It has to be noted that Art 29 Working Party (WP29) recommends to conduct a DPIA
also in cases, where it seems unclear whether a DPIA is required to help meeting the
legal requirements for proper data protection.
2.3. Timing of DPIA
Timing and method applied for a DPIA have to be determined by the controller. Legal
sanctions are foreseen for failing to perform a DPIA. It is recommended to start
preparation for DPIA at the earliest possible stage of a project. Each department or
relevant staff members involved in data processing have to initiate the relevant
processes. Training is recommended to raise awareness about the need for DPIA within
the organisation.
Considering measures for risk minimisation at an early stage of any project, involving
data processing can help to keep bureaucratic efforts at a reasonably low level.

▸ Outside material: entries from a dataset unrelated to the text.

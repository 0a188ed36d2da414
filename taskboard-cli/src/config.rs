//! Configuration loading
//!
//! Sources, later ones overriding earlier ones:
//! 1. Built-in defaults
//! 2. `taskboard.toml` in the working directory
//! 3. `TASKBOARD_*` environment variables
//!
//! The `--data-dir` flag is applied on top by the caller.

use std::path::{Path, PathBuf};

use figment::{
    providers::{Env, Format, Serialized, Toml},
    Figment,
};
use serde::{Deserialize, Serialize};
use taskboard_kanban::Session;
use thiserror::Error;

pub const CONFIG_FILE: &str = "taskboard.toml";
pub const ENV_PREFIX: &str = "TASKBOARD_";
pub const DEFAULT_DATA_DIR: &str = ".taskboard";

#[derive(Error, Debug)]
pub enum ConfigError {
    #[error("failed to load configuration: {0}")]
    Load(#[from] Box<figment::Error>),

    #[error("invalid configuration value for {key}: {message}")]
    Invalid { key: String, message: String },
}

pub type ConfigResult<T> = Result<T, ConfigError>;

#[derive(Debug, Clone, PartialEq, Eq, Serialize, Deserialize)]
pub struct TaskboardConfig {
    /// Root of the document collections
    pub data_dir: PathBuf,
    /// Act as this user; without it no boards are visible
    pub user_email: Option<String>,
    pub user_name: Option<String>,
    /// Recorded on activity entries; defaults to the user email
    pub actor: Option<String>,
}

impl Default for TaskboardConfig {
    fn default() -> Self {
        Self {
            data_dir: PathBuf::from(DEFAULT_DATA_DIR),
            user_email: None,
            user_name: None,
            actor: None,
        }
    }
}

impl TaskboardConfig {
    /// Load from `taskboard.toml` in the working directory and the environment
    pub fn load() -> ConfigResult<Self> {
        Self::load_from(Path::new(CONFIG_FILE))
    }

    /// Load using a specific config file. A missing file is not an error.
    pub fn load_from(path: &Path) -> ConfigResult<Self> {
        tracing::debug!(path = %path.display(), "loading configuration");
        let config: Self = Figment::new()
            .merge(Serialized::defaults(Self::default()))
            .merge(Toml::file(path))
            .merge(Env::prefixed(ENV_PREFIX))
            .extract()
            .map_err(Box::new)?;
        config.validate()?;
        Ok(config)
    }

    fn validate(&self) -> ConfigResult<()> {
        if let Some(email) = &self.user_email {
            if !email.contains('@') {
                return Err(ConfigError::Invalid {
                    key: "user_email".to_string(),
                    message: format!("'{email}' is not an email address"),
                });
            }
        }
        if self.data_dir.as_os_str().is_empty() {
            return Err(ConfigError::Invalid {
                key: "data_dir".to_string(),
                message: "must not be empty".to_string(),
            });
        }
        Ok(())
    }

    /// Replace the data directory when the flag was given
    pub fn with_data_dir(mut self, data_dir: Option<PathBuf>) -> Self {
        if let Some(dir) = data_dir {
            self.data_dir = dir;
        }
        self
    }

    /// Session for the configured user, if any
    pub fn session(&self) -> Option<Session> {
        self.user_email.as_ref().map(|email| {
            let session = Session::new(email);
            match &self.user_name {
                Some(name) => session.with_name(name),
                None => session,
            }
        })
    }

    /// Actor for activity entries
    pub fn actor(&self) -> Option<&str> {
        self.actor.as_deref().or(self.user_email.as_deref())
    }
}

#[cfg(test)]
mod tests {
    use super::*;
    use serial_test::serial;
    use tempfile::TempDir;

    const VARS: [&str; 4] = [
        "TASKBOARD_DATA_DIR",
        "TASKBOARD_USER_EMAIL",
        "TASKBOARD_USER_NAME",
        "TASKBOARD_ACTOR",
    ];

    fn clear_env() {
        for var in VARS {
            std::env::remove_var(var);
        }
    }

    #[test]
    #[serial]
    fn test_defaults_without_file() {
        clear_env();
        let temp = TempDir::new().unwrap();
        let config = TaskboardConfig::load_from(&temp.path().join("missing.toml")).unwrap();
        assert_eq!(config, TaskboardConfig::default());
        assert!(config.session().is_none());
    }

    #[test]
    #[serial]
    fn test_file_then_env_precedence() {
        clear_env();
        let temp = TempDir::new().unwrap();
        let path = temp.path().join(CONFIG_FILE);
        std::fs::write(
            &path,
            "data_dir = \"from-file\"\nuser_email = \"file@example.com\"\nuser_name = \"File\"\n",
        )
        .unwrap();

        let config = TaskboardConfig::load_from(&path).unwrap();
        assert_eq!(config.data_dir, PathBuf::from("from-file"));
        assert_eq!(config.actor(), Some("file@example.com"));

        std::env::set_var("TASKBOARD_USER_EMAIL", "env@example.com");
        std::env::set_var("TASKBOARD_ACTOR", "cron");
        let config = TaskboardConfig::load_from(&path).unwrap();
        clear_env();

        assert_eq!(config.data_dir, PathBuf::from("from-file"));
        assert_eq!(config.user_email.as_deref(), Some("env@example.com"));
        assert_eq!(config.user_name.as_deref(), Some("File"));
        assert_eq!(config.actor(), Some("cron"));

        let session = config.session().unwrap();
        assert_eq!(session.email, "env@example.com");
        assert_eq!(session.name.as_deref(), Some("File"));
    }

    #[test]
    #[serial]
    fn test_invalid_email_rejected() {
        clear_env();
        std::env::set_var("TASKBOARD_USER_EMAIL", "not-an-email");
        let temp = TempDir::new().unwrap();
        let result = TaskboardConfig::load_from(&temp.path().join(CONFIG_FILE));
        clear_env();
        assert!(matches!(result, Err(ConfigError::Invalid { .. })));
    }

    #[test]
    fn test_data_dir_flag_overrides() {
        let config = TaskboardConfig::default().with_data_dir(Some(PathBuf::from("/srv/tb")));
        assert_eq!(config.data_dir, PathBuf::from("/srv/tb"));
        let config = config.with_data_dir(None);
        assert_eq!(config.data_dir, PathBuf::from("/srv/tb"));
    }
}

A DPIA can guide the search for adequate solutions and can help to implement – as
mentioned above – data protection requirements effectively and in due time through
proper technological solutions (data protection by design) and the choice of default
settings considering data protection.
Provided comprehensive and intensive preparations a DPIA will guide an envisaged
project from the stage of early ideas to its final operational implementation and
demonstrates the iterative nature of the DPIA process.
Whether a DPIA was required for processing activities that have been operative prior to
the general applicability of GDPR (May 25, 2018) is an open question. Taking the literal
wording (“prior to”), a DPIA is required only for processes becoming operative after May
25, 2018 or that undergo significant changes after this date.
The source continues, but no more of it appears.